§ **Exercise instructions**: Tell me, please, how many lines in the records below include the word "emitting". Give no more than the number.

*** Opening Source information ***

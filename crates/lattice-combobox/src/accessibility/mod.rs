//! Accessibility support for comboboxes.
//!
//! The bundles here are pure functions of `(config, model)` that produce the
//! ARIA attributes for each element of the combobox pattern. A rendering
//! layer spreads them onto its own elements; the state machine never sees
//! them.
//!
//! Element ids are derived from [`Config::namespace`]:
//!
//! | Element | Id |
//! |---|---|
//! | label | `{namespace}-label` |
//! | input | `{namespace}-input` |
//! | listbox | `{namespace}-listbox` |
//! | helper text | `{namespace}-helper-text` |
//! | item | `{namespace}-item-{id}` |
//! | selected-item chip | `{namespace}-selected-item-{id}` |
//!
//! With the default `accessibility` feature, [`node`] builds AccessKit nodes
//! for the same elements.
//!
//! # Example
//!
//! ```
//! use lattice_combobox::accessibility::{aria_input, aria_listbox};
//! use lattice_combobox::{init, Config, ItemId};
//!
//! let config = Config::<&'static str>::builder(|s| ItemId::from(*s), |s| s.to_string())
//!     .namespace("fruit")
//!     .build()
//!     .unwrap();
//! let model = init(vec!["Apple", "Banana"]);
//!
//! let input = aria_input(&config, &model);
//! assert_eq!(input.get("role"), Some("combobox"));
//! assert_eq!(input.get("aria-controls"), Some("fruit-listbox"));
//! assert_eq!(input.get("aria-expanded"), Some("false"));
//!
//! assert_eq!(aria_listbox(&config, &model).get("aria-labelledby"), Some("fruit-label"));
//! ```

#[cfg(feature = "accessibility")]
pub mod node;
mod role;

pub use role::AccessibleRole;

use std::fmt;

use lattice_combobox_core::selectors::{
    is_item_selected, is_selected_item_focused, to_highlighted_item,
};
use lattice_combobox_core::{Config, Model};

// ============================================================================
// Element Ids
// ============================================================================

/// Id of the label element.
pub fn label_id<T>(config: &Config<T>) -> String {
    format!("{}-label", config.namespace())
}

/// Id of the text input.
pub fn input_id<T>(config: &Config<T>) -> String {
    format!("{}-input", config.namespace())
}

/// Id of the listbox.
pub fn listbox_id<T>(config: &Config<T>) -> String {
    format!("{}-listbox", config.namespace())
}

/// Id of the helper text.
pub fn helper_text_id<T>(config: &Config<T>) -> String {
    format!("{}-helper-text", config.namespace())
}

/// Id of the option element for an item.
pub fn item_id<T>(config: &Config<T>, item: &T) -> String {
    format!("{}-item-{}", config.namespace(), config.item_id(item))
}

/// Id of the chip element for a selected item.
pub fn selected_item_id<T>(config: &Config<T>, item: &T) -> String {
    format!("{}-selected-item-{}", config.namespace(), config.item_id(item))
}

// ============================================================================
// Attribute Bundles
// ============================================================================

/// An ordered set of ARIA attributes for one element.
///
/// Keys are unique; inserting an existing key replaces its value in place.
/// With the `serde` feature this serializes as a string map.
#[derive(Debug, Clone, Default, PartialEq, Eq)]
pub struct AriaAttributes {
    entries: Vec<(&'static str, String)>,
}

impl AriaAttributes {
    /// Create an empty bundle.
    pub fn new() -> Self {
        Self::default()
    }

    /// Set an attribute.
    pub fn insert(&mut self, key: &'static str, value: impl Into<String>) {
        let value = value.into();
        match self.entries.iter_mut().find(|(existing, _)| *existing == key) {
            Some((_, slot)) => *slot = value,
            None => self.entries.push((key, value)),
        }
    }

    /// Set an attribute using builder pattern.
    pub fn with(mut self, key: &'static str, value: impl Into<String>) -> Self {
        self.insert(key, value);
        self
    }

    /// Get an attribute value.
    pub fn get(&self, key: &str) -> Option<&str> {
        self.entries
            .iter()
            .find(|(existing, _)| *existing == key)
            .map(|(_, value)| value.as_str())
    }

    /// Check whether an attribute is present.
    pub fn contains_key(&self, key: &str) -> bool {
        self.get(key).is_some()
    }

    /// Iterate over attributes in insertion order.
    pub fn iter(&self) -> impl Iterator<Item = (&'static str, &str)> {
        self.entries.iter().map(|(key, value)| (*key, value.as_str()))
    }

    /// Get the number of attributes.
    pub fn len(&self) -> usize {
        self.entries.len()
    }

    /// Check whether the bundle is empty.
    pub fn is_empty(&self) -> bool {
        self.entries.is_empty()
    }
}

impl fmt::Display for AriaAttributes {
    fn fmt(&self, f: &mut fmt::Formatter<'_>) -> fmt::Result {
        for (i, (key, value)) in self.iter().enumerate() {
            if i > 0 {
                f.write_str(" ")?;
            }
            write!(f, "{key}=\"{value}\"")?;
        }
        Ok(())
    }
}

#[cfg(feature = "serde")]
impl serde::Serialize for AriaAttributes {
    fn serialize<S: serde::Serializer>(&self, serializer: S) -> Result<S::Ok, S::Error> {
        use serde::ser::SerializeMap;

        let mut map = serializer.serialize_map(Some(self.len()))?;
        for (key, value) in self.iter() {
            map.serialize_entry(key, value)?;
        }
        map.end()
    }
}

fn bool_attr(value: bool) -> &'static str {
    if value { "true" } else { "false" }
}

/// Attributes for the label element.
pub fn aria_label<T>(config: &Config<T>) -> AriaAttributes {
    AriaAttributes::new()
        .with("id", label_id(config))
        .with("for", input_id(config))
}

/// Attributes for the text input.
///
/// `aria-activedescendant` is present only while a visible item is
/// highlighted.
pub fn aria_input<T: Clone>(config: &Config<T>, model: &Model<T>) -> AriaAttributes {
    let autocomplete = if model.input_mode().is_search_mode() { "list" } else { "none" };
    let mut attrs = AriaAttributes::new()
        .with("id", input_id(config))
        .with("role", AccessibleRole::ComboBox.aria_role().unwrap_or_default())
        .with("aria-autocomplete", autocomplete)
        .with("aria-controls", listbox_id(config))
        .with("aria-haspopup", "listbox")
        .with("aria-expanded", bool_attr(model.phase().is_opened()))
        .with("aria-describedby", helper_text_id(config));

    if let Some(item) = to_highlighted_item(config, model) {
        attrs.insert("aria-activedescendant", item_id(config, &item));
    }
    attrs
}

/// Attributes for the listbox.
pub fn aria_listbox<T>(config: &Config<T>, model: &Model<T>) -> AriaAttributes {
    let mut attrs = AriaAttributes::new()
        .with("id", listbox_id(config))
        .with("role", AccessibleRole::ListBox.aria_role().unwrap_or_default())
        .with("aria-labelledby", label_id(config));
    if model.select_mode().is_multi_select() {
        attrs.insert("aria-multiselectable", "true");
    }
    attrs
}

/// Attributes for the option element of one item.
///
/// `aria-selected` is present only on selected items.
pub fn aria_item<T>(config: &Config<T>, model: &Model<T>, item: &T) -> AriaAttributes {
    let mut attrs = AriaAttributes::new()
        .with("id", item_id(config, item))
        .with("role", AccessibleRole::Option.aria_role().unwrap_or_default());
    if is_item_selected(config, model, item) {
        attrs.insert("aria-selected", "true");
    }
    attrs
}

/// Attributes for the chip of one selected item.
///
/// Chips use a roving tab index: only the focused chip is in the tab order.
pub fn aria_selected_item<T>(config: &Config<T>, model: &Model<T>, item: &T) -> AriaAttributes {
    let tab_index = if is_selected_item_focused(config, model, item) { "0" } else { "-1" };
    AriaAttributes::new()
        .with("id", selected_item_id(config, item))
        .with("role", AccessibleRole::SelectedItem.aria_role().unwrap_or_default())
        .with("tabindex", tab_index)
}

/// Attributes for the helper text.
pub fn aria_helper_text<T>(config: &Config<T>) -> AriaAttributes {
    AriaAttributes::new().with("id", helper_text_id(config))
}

*** Closing Source information ***
*** Opening Source information ***

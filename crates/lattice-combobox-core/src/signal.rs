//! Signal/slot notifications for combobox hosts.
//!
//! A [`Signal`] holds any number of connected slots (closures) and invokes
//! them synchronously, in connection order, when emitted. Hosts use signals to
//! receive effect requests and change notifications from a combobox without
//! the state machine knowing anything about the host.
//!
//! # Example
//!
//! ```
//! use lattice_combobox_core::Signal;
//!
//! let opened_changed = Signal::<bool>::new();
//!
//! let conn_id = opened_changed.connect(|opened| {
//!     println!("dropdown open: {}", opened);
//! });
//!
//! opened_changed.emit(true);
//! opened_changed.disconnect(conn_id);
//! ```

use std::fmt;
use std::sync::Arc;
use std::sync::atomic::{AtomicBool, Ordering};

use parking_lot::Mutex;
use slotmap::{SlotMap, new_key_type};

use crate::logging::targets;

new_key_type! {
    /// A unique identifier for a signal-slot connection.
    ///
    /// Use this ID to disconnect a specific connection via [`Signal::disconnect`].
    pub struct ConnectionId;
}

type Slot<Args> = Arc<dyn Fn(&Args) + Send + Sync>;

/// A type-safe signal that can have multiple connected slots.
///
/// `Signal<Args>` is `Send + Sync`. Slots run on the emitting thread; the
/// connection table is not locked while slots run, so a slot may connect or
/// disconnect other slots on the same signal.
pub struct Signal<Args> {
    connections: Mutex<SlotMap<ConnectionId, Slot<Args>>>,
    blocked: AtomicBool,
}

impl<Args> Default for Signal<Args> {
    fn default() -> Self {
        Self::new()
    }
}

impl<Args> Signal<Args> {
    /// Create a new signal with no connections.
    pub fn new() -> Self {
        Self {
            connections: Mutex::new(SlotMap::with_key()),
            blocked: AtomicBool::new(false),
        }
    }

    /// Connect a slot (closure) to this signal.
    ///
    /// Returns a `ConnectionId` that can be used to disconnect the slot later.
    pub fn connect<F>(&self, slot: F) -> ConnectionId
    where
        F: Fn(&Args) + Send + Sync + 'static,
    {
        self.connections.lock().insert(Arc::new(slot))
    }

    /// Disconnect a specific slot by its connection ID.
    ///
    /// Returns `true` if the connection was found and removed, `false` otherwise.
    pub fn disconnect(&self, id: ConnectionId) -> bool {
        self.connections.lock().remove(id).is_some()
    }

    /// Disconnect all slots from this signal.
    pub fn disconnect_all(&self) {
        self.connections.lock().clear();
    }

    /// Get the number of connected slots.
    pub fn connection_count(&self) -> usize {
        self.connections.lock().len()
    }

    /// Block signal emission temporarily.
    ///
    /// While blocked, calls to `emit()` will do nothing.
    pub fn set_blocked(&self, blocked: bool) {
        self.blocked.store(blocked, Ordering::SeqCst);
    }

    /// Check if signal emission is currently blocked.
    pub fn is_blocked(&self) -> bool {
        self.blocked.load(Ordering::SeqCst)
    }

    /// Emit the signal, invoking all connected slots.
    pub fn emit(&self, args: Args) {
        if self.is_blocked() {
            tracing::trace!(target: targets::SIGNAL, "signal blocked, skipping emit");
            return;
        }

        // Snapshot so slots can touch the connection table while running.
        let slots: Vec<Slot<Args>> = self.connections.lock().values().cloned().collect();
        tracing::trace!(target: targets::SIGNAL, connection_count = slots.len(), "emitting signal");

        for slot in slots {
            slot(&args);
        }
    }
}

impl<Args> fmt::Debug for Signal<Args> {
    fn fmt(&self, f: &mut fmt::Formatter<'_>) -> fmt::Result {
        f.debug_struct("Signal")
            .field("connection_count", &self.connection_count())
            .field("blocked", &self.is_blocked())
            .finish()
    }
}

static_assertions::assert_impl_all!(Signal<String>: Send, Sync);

*** Closing Source information ***

§ **Response to this task**: 2